Vice-Presidente da Academia Brasileira de Ciências.
Foi membro de
várias sociedades estrangeiras, como a Sociedade Americana de Imunologistas,
Sociedade Britânica de Imunologia, Academia de Ciências de Nova York, Sociedade
de Bacteriologistas Americanos, Academia Americana de Microbiologia, Sociedade Francesa
de Microbiologia, Sociedade de Biologia Experimental e Medicina e outras.
Participou de
numerosos congressos e simpósios internacionais, tendo presidido algumas
secções das áreas de Imunologia e Microbiologia, como no Rio de Janeiro e em
Roma.
Foi membro da Comissão
de Elaboração do Anteprojeto de Reforma do Ensino Médico do Ministério da
Educação e Cultura e da Comissão de Ensino Médico do mesmo Ministério.
Na Organização Mundial
de Saúde foi membro do Comitê de Peritos em Doenças Venéreas e Treponematoses e
Peritos em Imunologia. Foi delegado do Brasil junto à Unesco e, de 1963 a 1966
ocupou o cargo de Membro do Comitê Consultivo do Centro Panamericano de Febre
Aftosa (Rio de Janeiro) e do Centro Panamericano de Zoonoses (Buenos Aires),
ambos da Organização Panamericana de Saúde, e a partir de 1966, o cargo de
Diretor do Centro de Pesquisa e Formação em Imunologia”, no Instituto Butantã.

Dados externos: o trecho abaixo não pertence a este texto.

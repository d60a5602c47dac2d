use std::net::SocketAddr;
use std::sync::Arc;

use anyhow::Context;
use bigwing_api::{app, middleware::JwtVerifier, AppState};
use bigwing_core::booking::BookingManager;
use bigwing_store::{app_config::Config, DbClient, PgBookingRepository, PgFlightRepository, PgLocationRepository};
use tracing_subscriber::{layer::SubscriberExt, util::SubscriberInitExt};

#[tokio::main]
async fn main() -> anyhow::Result<()> {
    tracing_subscriber::registry()
        .with(
            tracing_subscriber::EnvFilter::try_from_default_env()
                .unwrap_or_else(|_| "bigwing_api=debug,tower_http=debug,axum::rejection=trace".into()),
        )
        .with(tracing_subscriber::fmt::layer())
        .init();

    let config = Config::load().context("Failed to load config")?;
    tracing::info!("Starting Big Wing API on port {}", config.server.port);

    let db = DbClient::new(&config.database)
        .await
        .context("Failed to connect to Postgres")?;
    if config.database.run_migrations {
        db.migrate().await.context("Failed to run migrations")?;
    }

    let app_state = AppState {
        bookings: BookingManager::new(Arc::new(PgBookingRepository::new(db.pool.clone()))),
        flight_repo: Arc::new(PgFlightRepository::new(db.pool.clone())),
        location_repo: Arc::new(PgLocationRepository::new(db.pool.clone())),
        verifier: Arc::new(JwtVerifier::new(&config.auth.jwt_secret, &config.auth.audience)),
        stream_interval: config.stream.poll_interval(),
    };

    let app = app(app_state, &config.server.cors_whitelist);

    let addr = SocketAddr::from(([0, 0, 0, 0], config.server.port));
    tracing::info!("Listening on {}", addr);

    let listener = tokio::net::TcpListener::bind(addr)
        .await
        .with_context(|| format!("Failed to bind {}", addr))?;
    axum::serve(listener, app).await.context("Server error")?;

    Ok(())
}
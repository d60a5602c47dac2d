use async_trait::async_trait;
use axum::{
    extract::{Request, State},
    middleware::Next,
    response::Response,
};
use axum_extra::headers::{authorization::Bearer, Authorization, HeaderMapExt};
use jsonwebtoken::{decode, Algorithm, DecodingKey, Validation};
use serde::{Deserialize, Serialize};
use tracing::debug;
use uuid::Uuid;

use bigwing_core::identity::{AuthUser, TokenVerifier};
use bigwing_core::{CoreError, CoreResult};
use bigwing_shared::Masked;

use crate::error::AppError;
use crate::state::AppState;

// ============================================================================
// JWT Claims
// ============================================================================

/// Access token claims as issued by the Supabase auth service.
#[derive(Debug, Serialize, Deserialize, Clone)]
pub struct SupabaseClaims {
    pub sub: Uuid,
    #[serde(default)]
    pub email: Option<String>,
    #[serde(default)]
    pub role: String,
    pub exp: usize,
}

impl From<SupabaseClaims> for AuthUser {
    fn from(claims: SupabaseClaims) -> Self {
        AuthUser {
            id: claims.sub,
            email: claims.email,
            role: claims.role,
        }
    }
}

// ============================================================================
// Local HS256 verification
// ============================================================================

pub struct JwtVerifier {
    key: DecodingKey,
    validation: Validation,
}

impl JwtVerifier {
    pub fn new(secret: &Masked<String>, audience: &str) -> Self {
        let mut validation = Validation::new(Algorithm::HS256);
        validation.set_audience(&[audience]);
        Self {
            key: DecodingKey::from_secret(secret.expose().as_bytes()),
            validation,
        }
    }
}

#[async_trait]
impl TokenVerifier for JwtVerifier {
    async fn verify(&self, token: &str) -> CoreResult<AuthUser> {
        let data = decode::<SupabaseClaims>(token, &self.key, &self.validation)
            .map_err(|e| CoreError::IdentityError(e.to_string()))?;
        Ok(data.claims.into())
    }
}

// ============================================================================
// Authentication Middleware
// ============================================================================

pub const INVALID_TOKEN: &str = "Invalid or expired token";

/// Verifies `token` and turns any failure into a 401.
pub async fn authenticate(state: &AppState, token: &Masked<String>) -> Result<AuthUser, AppError> {
    state.verifier.verify(token.expose()).await.map_err(|e| {
        debug!("Rejected token {}: {}", token, e);
        AppError::AuthenticationError(INVALID_TOKEN.to_string())
    })
}

/// Requires `Authorization: Bearer <token>` and makes the caller available to
/// handlers as `Extension<AuthUser>`.
pub async fn require_user(
    State(state): State<AppState>,
    mut req: Request,
    next: Next,
) -> Result<Response, AppError> {
    let bearer = req
        .headers()
        .typed_get::<Authorization<Bearer>>()
        .ok_or_else(|| AppError::AuthenticationError("Missing bearer token".to_string()))?;

    let token = Masked(bearer.token().to_string());
    let user = authenticate(&state, &token).await?;

    req.extensions_mut().insert(user);

    Ok(next.run(req).await)
}
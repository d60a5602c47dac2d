pub mod auth;

pub use auth::{authenticate, require_user, JwtVerifier, SupabaseClaims};
use serde::{Deserialize, Serialize};
use serde_json::Value;
use utoipa::ToSchema;

/// Body shape shared by every endpoint: `{status, message?, entity?, error?}`.
#[derive(Debug, Clone, Serialize, Deserialize, PartialEq, ToSchema)]
pub struct ApiResponse<T> {
    pub status: bool,
    #[serde(default, skip_serializing_if = "Option::is_none")]
    pub message: Option<String>,
    #[serde(default, skip_serializing_if = "Option::is_none")]
    pub entity: Option<T>,
    /// `{"statusCode": <http status>}` on failures.
    #[serde(default, skip_serializing_if = "Option::is_none")]
    #[schema(value_type = Option<Object>)]
    pub error: Option<Value>,
}

impl<T> ApiResponse<T> {
    pub fn ok(entity: T) -> Self {
        Self {
            status: true,
            message: None,
            entity: Some(entity),
            error: None,
        }
    }

    pub fn with_message(mut self, message: impl Into<String>) -> Self {
        self.message = Some(message.into());
        self
    }
}

impl ApiResponse<()> {
    pub fn notice(message: impl Into<String>) -> Self {
        Self {
            status: true,
            message: Some(message.into()),
            entity: None,
            error: None,
        }
    }

    pub fn failure(message: impl Into<String>, status_code: u16) -> Self {
        Self {
            status: false,
            message: Some(message.into()),
            entity: None,
            error: Some(serde_json::json!({ "statusCode": status_code })),
        }
    }
}

#[cfg(test)]
mod tests {
    use super::*;
    use serde_json::json;

    #[test]
    fn test_ok_skips_empty_fields() {
        let body = serde_json::to_value(ApiResponse::ok(true)).unwrap();
        assert_eq!(body, json!({ "status": true, "entity": true }));
    }

    #[test]
    fn test_failure_carries_status_code() {
        let body = serde_json::to_value(ApiResponse::failure("Booking already exists", 409)).unwrap();
        assert_eq!(
            body,
            json!({
                "status": false,
                "message": "Booking already exists",
                "error": { "statusCode": 409 }
            })
        );
    }
}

Exerceu a função de Coordenador de Serviços Técnicos Especializados da
Secretaria de Saúde do Estado de São Paulo.
Em 1955, o Prof.
Furlanetto assumiu o cargo de Titular na Disciplina de Microbiologia e
Imunologia da Faculdade de Medicina de Sorocaba, quando ambos passaram a
trabalhar distantes.
Ainda conforme
Begliomini, em 1978, já aposentado, mas ainda trabalhando no Instituto Butantã,
Otto Bier tomou posse na Academia de Ciências do Vaticano, apresentando o trabalho
Immunological and Epidemiological
Speculations on Leprosy, em coautoria com Osvaldo Augusto Sant’Anna,
baseado no controle de imunorreceptores.
Escreveu os livros
“Bacteriologia e Imunologia – Suas Aplicações à Medicina e à Higiene” (1941),
que teve 19 edições, todas revisadas por ele; “Noções Básicas de Imunoterapia e
Quimioterapia” (1944); “Imunologia Básica e Aplicada” (desde 1963 em várias
edições e com a colaboração de Ivan Mota, Wilmar Dias da Silva e Nelson
Monteiro Vaz). Em 1979 esse livro foi editado em inglês e em alemão. Ainda como
publicação post-mortem, em 1990, teve o livro “Microbiologia e Imunologia” em
várias edições.
O Prof. Dr. Otto
Guilherme Bier faleceu em 22 de novembro de 1985, aos 79 anos. A partir de 2008
seu nome está na Biblioteca Virtual Otto Bier da Sociedade Brasileira de
Imunologia. É patrono da cadeira de nº 104 da Academia de Medicina de São
Paulo.
Fontes Bibliográficas:
Begliomini, H. – Otto Bier. Academia de Medicina de São
Paulo.
Acessível em https://www.academiamedicinasaopaulo.org.br/biografias/109/BIOGRAFIA-OTTO-GUILHERME-BIER.pdf
Furlanetto, RS – Otto Guilherme Bier in A Escola Paulista de Medicina – Dados Comemorativos de seu 40º
Aniversário (1933-1973) e Anotações Recentes. Organizado por José Ribeiro do
Valle. Empresa Gráfica da Revista dos Tribunais, 1977, páginas 134 a 137.